Balboa Instruments, Inc. manufactures electronics for pool and hot tub use at its facility on 1382 Bell Ave., in Tustin, Calif. Between 2001 - 2003, Balboa Instruments, Inc. failed to submit timely Toxic Chemical Release Inventory Reporting forms documenting its releases of lead, which was processed at its facility in amounts that exceeded the annual regulatory threshold.
“We are pleased with the swift and responsible action taken by Balboa Instruments, Inc., as it is the responsibility of all companies to do the required reporting,” said Enrique Manzanilla, Communities and Ecosystems Division Director for EPA’s Pacific Southwest region. “It is critical that all facilities that use chemicals follow our reporting rules so that we can inform area residents and emergency response personnel of possible chemical hazards in the environment.”
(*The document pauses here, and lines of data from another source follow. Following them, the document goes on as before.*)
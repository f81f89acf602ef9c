//! `ratatui-markup-core` holds the small, dependency-light pieces shared by the `ratatui-markup`
//! crates.
//!
//! - [`theme::Theme`]: the default styles markdown blocks are drawn with.
//! - [`text::CodeHighlighter`]: hook for syntax highlighting code blocks. Backends live in
//!   `ratatui-markup-syntax`.
//! - [`render`]: width-aware span drawing into a [`ratatui::buffer::Buffer`].
//!
//! Most users should depend on `ratatui-markup` directly; it re-exports this crate as `core`.
pub mod theme;

pub mod text;

pub mod render;
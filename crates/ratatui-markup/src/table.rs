use crate::context::RenderContext;
use crate::inline::InlineRenderer;
use crate::markup::ColumnAlignment;
use crate::markup::Markup;
use crate::markup::MarkupKind;
use crate::styled::StyledText;
use ratatui::layout::Alignment;

#[derive(Clone, Debug)]
pub struct TableCell<'a> {
    pub markup: &'a Markup,
    pub column_alignment: ColumnAlignment,
}

impl TableCell<'_> {
    pub fn content(&self, ctx: &RenderContext<'_>) -> StyledText {
        InlineRenderer::new(ctx).render(&self.markup.children)
    }

    pub fn alignment(&self) -> Alignment {
        match self.column_alignment {
            ColumnAlignment::Left => Alignment::Left,
            ColumnAlignment::Center => Alignment::Center,
            ColumnAlignment::Right => Alignment::Right,
        }
    }
}

#[derive(Clone, Debug, Default)]
pub struct TableRow<'a> {
    pub cells: Vec<TableCell<'a>>,
}

/// Read-only view over a table node, with every cell's alignment resolved.
#[derive(Clone, Debug)]
pub struct TableConfiguration<'a> {
    pub head: Vec<TableCell<'a>>,
    pub body: Vec<TableRow<'a>>,
}

impl<'a> TableConfiguration<'a> {
    /// Returns `None` when `table` is not a table node.
    pub fn new(table: &'a Markup) -> Option<Self> {
        let MarkupKind::Table { alignments } = &table.kind else {
            return None;
        };
        let mut head = Vec::new();
        let mut body = Vec::new();
        for child in &table.children {
            match child.kind {
                MarkupKind::TableHead => head = build_cells(child, alignments),
                MarkupKind::TableRow => body.push(TableRow {
                    cells: build_cells(child, alignments),
                }),
                _ => {}
            }
        }
        Some(Self { head, body })
    }

    /// Number of header cells.
    pub fn count(&self) -> usize {
        self.head.len()
    }

    /// Widest row, counting the head.
    pub fn column_count(&self) -> usize {
        self.body
            .iter()
            .map(|r| r.cells.len())
            .fold(self.head.len(), usize::max)
    }
}

fn build_cells<'a>(row: &'a Markup, alignments: &[Option<ColumnAlignment>]) -> Vec<TableCell<'a>> {
    row.children
        .iter()
        .filter(|c| c.kind == MarkupKind::TableCell)
        .enumerate()
        .map(|(column, markup)| TableCell {
            markup,
            column_alignment: resolve_alignment(alignments, column),
        })
        .collect()
}

/// Declared alignment for `column`, or `Center` when none was declared.
fn resolve_alignment(alignments: &[Option<ColumnAlignment>], column: usize) -> ColumnAlignment {
    alignments
        .get(column)
        .copied()
        .flatten()
        .unwrap_or(ColumnAlignment::Center)
}
use ratatui::buffer::Buffer;
use ratatui::style::Style;
use unicode_width::UnicodeWidthChar;
use unicode_width::UnicodeWidthStr;

/// Display width of `s` in terminal cells. Tabs count as four cells.
pub fn display_width(s: &str) -> usize {
    if s.contains('\t') {
        s.split('\t')
            .map(UnicodeWidthStr::width)
            .sum::<usize>()
            .saturating_add(4 * s.matches('\t').count())
    } else {
        UnicodeWidthStr::width(s)
    }
}

/// Draws `input` starting at `(x, y)` and stops before exceeding `max_cols`.
///
/// Returns the number of columns written. Wide characters that do not fit are dropped.
pub fn render_str_clipped(
    x: u16,
    y: u16,
    max_cols: u16,
    buf: &mut Buffer,
    input: &str,
    style: Style,
) -> u16 {
    let max_cols = max_cols as usize;
    let mut out_cols = 0usize;
    let mut tmp = [0u8; 4];

    for ch in input.chars() {
        if ch == '\t' {
            for _ in 0..4 {
                if out_cols + 1 > max_cols {
                    return out_cols as u16;
                }
                if let Some(cell) = buf.cell_mut((x + out_cols as u16, y)) {
                    cell.set_style(style);
                    cell.set_symbol(" ");
                }
                out_cols += 1;
            }
            continue;
        }

        let w = UnicodeWidthChar::width(ch).unwrap_or(0);
        if w == 0 {
            continue;
        }
        if out_cols + w > max_cols {
            break;
        }

        let s = ch.encode_utf8(&mut tmp);
        if let Some(cell) = buf.cell_mut((x + out_cols as u16, y)) {
            cell.set_style(style);
            cell.set_symbol(s);
        }
        out_cols += 1;

        if w == 2 {
            if let Some(cell) = buf.cell_mut((x + out_cols as u16, y)) {
                cell.set_style(style);
                cell.set_symbol("");
            }
            out_cols += 1;
        }
    }

    out_cols as u16
}

#[cfg(test)]
mod tests {
    use super::*;
    use ratatui::layout::Rect;

    fn row(buf: &Buffer, y: u16) -> String {
        (0..buf.area.width)
            .map(|x| buf[(x, y)].symbol().to_string())
            .collect()
    }

    #[test]
    fn clips_at_max_cols() {
        let mut buf = Buffer::empty(Rect::new(0, 0, 8, 1));
        let written = render_str_clipped(0, 0, 3, &mut buf, "abcdef", Style::default());
        assert_eq!(written, 3);
        assert_eq!(row(&buf, 0), "abc     ");
    }

    #[test]
    fn does_not_split_wide_chars() {
        let mut buf = Buffer::empty(Rect::new(0, 0, 4, 1));
        let written = render_str_clipped(0, 0, 3, &mut buf, "a表b", Style::default());
        assert_eq!(written, 3);
        assert_eq!(display_width("a表b"), 4);
    }
}
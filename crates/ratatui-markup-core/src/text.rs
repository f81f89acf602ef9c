use ratatui::style::Color;
use ratatui::style::Style;
use ratatui::text::Span;

/// Syntax highlighting hook used by code block styles.
///
/// Implementations return one `Vec<Span>` per input line, in order.
pub trait CodeHighlighter {
    fn highlight_lines(&self, language: Option<&str>, lines: &[&str]) -> Vec<Vec<Span<'static>>>;

    fn highlight_text(&self, language: Option<&str>, text: &str) -> Vec<Vec<Span<'static>>> {
        let mut lines: Vec<&str> = text.split('\n').collect();
        if lines.is_empty() {
            lines.push("");
        }
        self.highlight_lines(language, &lines)
    }

    fn background_color(&self) -> Option<Color> {
        None
    }
}

pub struct NoHighlight;

impl CodeHighlighter for NoHighlight {
    fn highlight_lines(&self, _language: Option<&str>, lines: &[&str]) -> Vec<Vec<Span<'static>>> {
        lines
            .iter()
            .map(|l| vec![Span::styled((*l).to_string(), Style::default())])
            .collect()
    }
}

#[cfg(test)]
mod tests {
    use super::*;

    #[test]
    fn no_highlight_keeps_one_span_per_line() {
        let out = NoHighlight.highlight_text(Some("rs"), "fn a() {}\n\nlet b = 1;");
        assert_eq!(out.len(), 3);
        assert_eq!(out[0][0].content, "fn a() {}");
        assert_eq!(out[1][0].content, "");
    }
}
Under the EPA's Audit Policy, the EPA may reduce penalties up to 100 percent for violations that are voluntarily discovered, promptly disclosed to the agency and quickly corrected. Because Balboa self-disclosed the reporting errors and met additional criteria, the agency applied the Audit Policy, reducing the potential $78,637 fine to zero.
Enacted in 1986, the Emergency Planning and Community Right-to-Know Act requires that reports detailing toxic chemical releases and waste management activities be submitted annually. Facilities that don’t submit timely reports not only fail to comply with the annual reporting requirement but fail to make toxic release data available to states and the public in a timely manner.